Benching #Smalltalk vs Squeak
goran.krampe at bluefish.se
goran.krampe at bluefish.se
Fri Nov 28 14:51:19 UTC 2003
"John Brant" <brant at refactory.com> wrote:
> Most likely the reasons will be the difference between a jitter VM and an
> interpreted one. One benchmark that was interesting was generating strings.
> I would have expected Squeak to be faster. This test prints all integers
> from 1 to 8000 and then reverses the print string. Since strings are
> immutable in .NET, the reverse method makes n+1 copies of a string that is n
> characters long.
The new implementation I posted as an ENH gave Squeak a 20% improvement.

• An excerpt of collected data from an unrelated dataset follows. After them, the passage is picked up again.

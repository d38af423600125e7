//! # Mean-Variance Efficient Frontier
//!
//! $$
//! \min_{\mathbf{w}} \tfrac{1}{2}\mathbf{w}^\top \Sigma \mathbf{w}
//! \quad \text{s.t.} \quad \mu^\top \mathbf{w} \ge r,\ \mathbf{w} \ge 0,\ \mathbf{1}^\top \mathbf{w} = 1
//! $$
//!
//! `frontier-rs` turns historical return series into a mean-variance efficient
//! frontier: for a grid of target returns it solves the minimum-variance
//! long-only fully-invested portfolio meeting each target, and collects the
//! feasible solutions into an ordered frontier.
//!
//! ## Modules
//!
//! | Module            | Description                                                                 |
//! |-------------------|-----------------------------------------------------------------------------|
//! | [`returns`]       | Return-matrix construction from return or close-price series.               |
//! | [`estimate`]      | Mean vector and sample covariance estimation.                               |
//! | [`grid`]          | Ascending target-return grids.                                              |
//! | [`qp`]            | Quadratic-program formulation for one target.                               |
//! | [`solver`]        | The pluggable QP solver capability, with Clarabel and fixture backends.     |
//! | [`frontier`]      | Frontier construction over a target grid, serial or parallel.               |
//! | [`format`]        | Asset-keyed weight records with raw and display views.                      |
//! | [`sampling`]      | Random portfolio clouds for frontier comparison plots.                      |
//! | [`visualization`] | Plotly charts of the frontier against a random cloud.                       |
//! | [`error`]         | Fatal error taxonomy.                                                       |
//!
//! ## Parallelism
//!
//! [`frontier::FrontierBuilder::build_par`] fans the grid out over `rayon`;
//! the individual solves share only the read-only mean vector and covariance
//! matrix, and results are merged back in target order.

pub mod error;
pub mod estimate;
pub mod format;
pub mod frontier;
pub mod grid;
pub mod qp;
pub mod returns;
pub mod sampling;
pub mod solver;
pub mod visualization;

pub use error::FrontierError;
pub use error::Result;
pub use estimate::mean_and_covariance;
pub use format::DisplayRecord;
pub use format::WeightRecord;
pub use format::records_to_json;
pub use format::run_id;
pub use format::weight_records;
pub use frontier::EfficientFrontier;
pub use frontier::FrontierBuilder;
pub use frontier::FrontierPoint;
pub use grid::TargetGrid;
pub use qp::QpProblem;
pub use qp::formulate;
pub use returns::ReturnMatrix;
pub use sampling::PortfolioCloud;
pub use sampling::random_weights;
pub use solver::ClarabelQpSolver;
pub use solver::QpSolver;
pub use solver::SolveFailure;
pub use solver::SolveOptions;
pub use solver::StubQpSolver;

> It appears that Squeak's printing of Integers is quite a bit slower than
> #Smalltalk's. I would expect the SmallInteger printing to be somewhat
> slower, since I defer to .NET for printing, but LargeInteger printing
> shouldn't be. In particular, if printing 1000 factorial in #Smalltalk takes
> 10ms, but doing that in Squeak takes 1.3 seconds.
Well, as far as I can tell it took about 100 ms (not 10ms) in
SharpSmalltalk and as you say 1.3 seconds in Squeak (so it seems our
machines are similar in performance) with the old code.
The new code I posted brings that down to about 430 ms, which is at
least closer to SharpSmalltalk. :) I guess the remainding difference is
more due to the VM - using mono btw takes about 190 ms on printing 1000
So if I am not mistaken this all generally puts SharpSmalltalk as the
King Performer among free Smalltalks on the Windows platform (saying "on
Windows" because under mono it is still slow).
But I am only aware of three free Smalltalks of interest (GST, Squeak,
SharpSmalltalk). Are there more btw? Well, Slate of course - but I think
it needs one or two more version steps to be counted. Hey, who knows -
perhaps GST is faster too! Hmmm, gotta pull it down and try it... it
seems Paolo is really busy with it.
(Hoping that Bryce will some day charge in like a knight on a white
horse and bring the crown back to Squeak :-))
> > Ok - but I also got very confused about the numbers - it didn't seem
> > like the smopstone number and the execution times are... properly
> > "related". But I didn't dig into it. :)
> > For example:
> > SSt+MS.net
> > 0,6909936 22,8439163546522 generating fractonaccis
> > 0,75108 20,577035735208 generating strings
> > Squeak
> > 0.499 6.32665330661323 generating fractonaccis
> > 0.187 16.52941176470588 generating strings
> > So... isn't short time = higher smopstone? For some tests it seems to
> > be, and not for others.
> Look at the repetition count. In Squeak they are only running once, but in
> #Smalltalk they are running 5 times.
Ah, duh. :)
> > Btw, how do *you* write SharpSmalltalk programs? I mean, what IDE do you
> > use?
> I use VisualWorks. I define #Smalltalk in its own namespace and have scripts
> that will export the packages. I also have some code that allows me to
> quickly port other VisualWorks packages to #Smalltalk.
> John Brant
PS. Dolphin was interesting, actually has a special implementation for
base 10 more or less equal to the one in SharpSmalltalk - and a
recursive implementation for the other bases (if I read the code
correctly). Was fast too, about 38 ms - when doing it 100 times.